28.7.2020, 12 Uhr

Call for Papers:
  Working with Benjamin on Law

Workshop for Young Researchers, Berlin
January 28, 2021 – January 29, 2021

This years winners of the Walter Benjamin Young Researchers Award, which is offered by the Leibniz-Center for Literary and Cultural Research, Berlin; the International Walter Benjamin Society and the Walter Benjamin Archive, Berlin, invite early-career scholars (PhD students, postdoctoral researches and junior faculty) who are interested in engaging in a conversation about "Working with Benjamin on Law".

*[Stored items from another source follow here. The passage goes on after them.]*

//! RDF exports of an axiom store.
//!
//! Two formats are supported:
//! - **Turtle** ([`turtle`]): grouped per subject, for reading and for RDF tooling
//! - **N-Triples** ([`ntriples`]): one triple per line, for bulk loading into a reasoner
//!
//! Both are export-only; the JSON document is the persisted format.

pub mod ntriples;
pub mod turtle;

The contemporary political and legal landscape presents us with an array of situations that speak directly to Benjamin’s writings on law. Over the last year, various forms of the state of exception, either in response to the Covid-19 pandemic crises or, before that, to control social unrest in Chile, France, and Bolivia, have exposed the ambiguous relationship between law and violence. Surveillance and different forms of policing against massive mobilization to secure respective political-legal orders (in Hong Kong, Germany, Brazil, and Chile) remind us of the rotten foundations of the rule of law. Prosecutions and criminal trials that seek to redeem the victims of institutional violence or recent forms of State terrorism (in Argentina, Spain, Italy, etc.) raise the question of the (im)possibility of justice within the legal domain. Finally, in light of the current articulation between neoliberal accumulation and different forms of authoritarianism, Benjamin’s writings on fascism speak to the (legal) rise of the extreme right in different parts of the world.

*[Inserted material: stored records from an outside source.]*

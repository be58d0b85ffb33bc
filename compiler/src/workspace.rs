//! A schema configuration, its model and the axiom document it persists to.

use std::path::{Path, PathBuf};

use taxo_model::{ConfigError, ConflictResolver, Model, SchemaConfig};
use taxo_ontology::serializer::{ntriples, turtle};
use taxo_ontology::{AxiomStore, OntologyError};
use thiserror::Error;
use tracing::info;

use crate::load::{BadContentOntology, ContentLoader, LoadSummary};
use crate::render::{ContentRenderer, RenderError, RenderSummary};

/// Errors raised while opening, saving or exporting a workspace.
#[derive(Debug, Error)]
pub enum WorkspaceError {
    /// The schema configuration is unreadable or invalid.
    #[error(transparent)]
    Config(#[from] ConfigError),

    /// The axiom document could not be read or written.
    #[error(transparent)]
    Ontology(#[from] OntologyError),

    /// The axiom document does not encode a model of this schema.
    #[error(transparent)]
    Load(#[from] BadContentOntology),

    /// The model could not be rendered.
    #[error(transparent)]
    Render(#[from] RenderError),
}

/// An open taxonomy: configuration, model and axiom document.
#[derive(Debug)]
pub struct Workspace {
    config: SchemaConfig,
    model: Model,
    store: AxiomStore,
    path: PathBuf,
}

impl Workspace {
    /// Reads the configuration at `config_path` and loads the document at
    /// `document_path` into a model governed by `resolver`. A missing
    /// document yields a model with only the hierarchy roots.
    ///
    /// # Errors
    ///
    /// - [`WorkspaceError::Config`] if the configuration cannot be used.
    /// - [`WorkspaceError::Ontology`] if the document cannot be read.
    /// - [`WorkspaceError::Load`] if the document does not fit the schema.
    pub fn open(
        config_path: &Path,
        document_path: &Path,
        resolver: Box<dyn ConflictResolver>,
    ) -> Result<Self, WorkspaceError> {
        let config = SchemaConfig::from_path(config_path)?;
        let store = if document_path.exists() {
            AxiomStore::open(document_path)?
        } else {
            info!(path = %document_path.display(), "no document yet, starting empty");
            AxiomStore::new(ontology_iri(&config))
        };
        Self::from_parts(config, store, document_path.to_path_buf(), resolver)
    }

    /// Builds a workspace from an already parsed configuration and document.
    ///
    /// # Errors
    ///
    /// Returns [`WorkspaceError::Config`] if the configuration is invalid and
    /// [`WorkspaceError::Load`] if the document does not fit it.
    pub fn from_parts(
        config: SchemaConfig,
        store: AxiomStore,
        path: PathBuf,
        resolver: Box<dyn ConflictResolver>,
    ) -> Result<Self, WorkspaceError> {
        let mut model = Model::from_config(&config, resolver)?;
        if !store.is_empty() {
            let LoadSummary {
                concepts,
                constraints,
            } = ContentLoader::load_into(&mut model, &store)?;
            info!(path = %path.display(), concepts, constraints, "opened workspace");
        }
        Ok(Self {
            config,
            model,
            store,
            path,
        })
    }

    /// The schema configuration.
    #[must_use]
    pub fn config(&self) -> &SchemaConfig {
        &self.config
    }

    /// The model.
    #[must_use]
    pub fn model(&self) -> &Model {
        &self.model
    }

    /// The model, for editing.
    pub fn model_mut(&mut self) -> &mut Model {
        &mut self.model
    }

    /// The axiom document as of the last render.
    #[must_use]
    pub fn store(&self) -> &AxiomStore {
        &self.store
    }

    /// Where the document is saved.
    #[must_use]
    pub fn path(&self) -> &Path {
        &self.path
    }

    /// Renders the model into the in-memory document without writing it.
    ///
    /// # Errors
    ///
    /// Returns [`WorkspaceError::Render`] if rendering fails; the document is
    /// unchanged in that case.
    pub fn render(&mut self) -> Result<RenderSummary, WorkspaceError> {
        Ok(ContentRenderer::render(&self.model, &mut self.store)?)
    }

    /// Renders the model and writes the document. The file is only written
    /// once rendering has succeeded; the model is clean afterwards.
    ///
    /// # Errors
    ///
    /// Returns [`WorkspaceError::Render`] if rendering fails and
    /// [`WorkspaceError::Ontology`] if the file cannot be written.
    pub fn save(&mut self) -> Result<RenderSummary, WorkspaceError> {
        let summary = self.render()?;
        self.store.save(&self.path)?;
        self.model.mark_clean();
        info!(path = %self.path.display(), axioms = self.store.len(), "saved workspace");
        Ok(summary)
    }

    /// Renders the model and returns the document as Turtle.
    ///
    /// # Errors
    ///
    /// Returns [`WorkspaceError::Render`] if rendering fails.
    pub fn export_turtle(&mut self) -> Result<String, WorkspaceError> {
        self.render()?;
        Ok(turtle::to_turtle(&self.store))
    }

    /// Renders the model and returns the document as N-Triples.
    ///
    /// # Errors
    ///
    /// Returns [`WorkspaceError::Render`] if rendering fails.
    pub fn export_ntriples(&mut self) -> Result<String, WorkspaceError> {
        self.render()?;
        Ok(ntriples::to_ntriples(&self.store))
    }
}

/// The ontology IRI for a new document: the content namespace without its
/// trailing separator.
#[must_use]
pub fn ontology_iri(config: &SchemaConfig) -> String {
    config
        .namespaces
        .content
        .trim_end_matches(['#', '/'])
        .to_owned()
}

While Benjamin’s critique of law was at the margins of Benjaminian scholarship for a very long time, over the past thirty years his comments on law across his oevre have become central to both critical legal scholarship and the law and literature movement. A large amount of this scholarship is dedicated to close readings of Benjamin’s often fragmentary remarks on law and explores the way in which theological and Marxist understandings of law/Law manifest themselves in Benjamin’s work.

This textual approach has, and still does, offer important insights for the understanding of Benjamin’s thinking on law/Law. However, the proposed workshop wishes to place a different emphasis in its engagement with Benjamin. It seeks to bring together young researchers who are not only working on Walter Benjamin but who refer to him to think through contemporary manifestations of law and state authority. As a space for those who work both on and with Benjamin, the workshop aims to explore what Benjamin’s sharp analysis of law offers to scholars interested in understanding contemporary uses of law. It invites participants to discuss to what extent one can pin down Benjamin’s abstract and ambiguous comments on law to profane manifestations of "actually existing law" without losing the gist of Benjamin’s philosophy.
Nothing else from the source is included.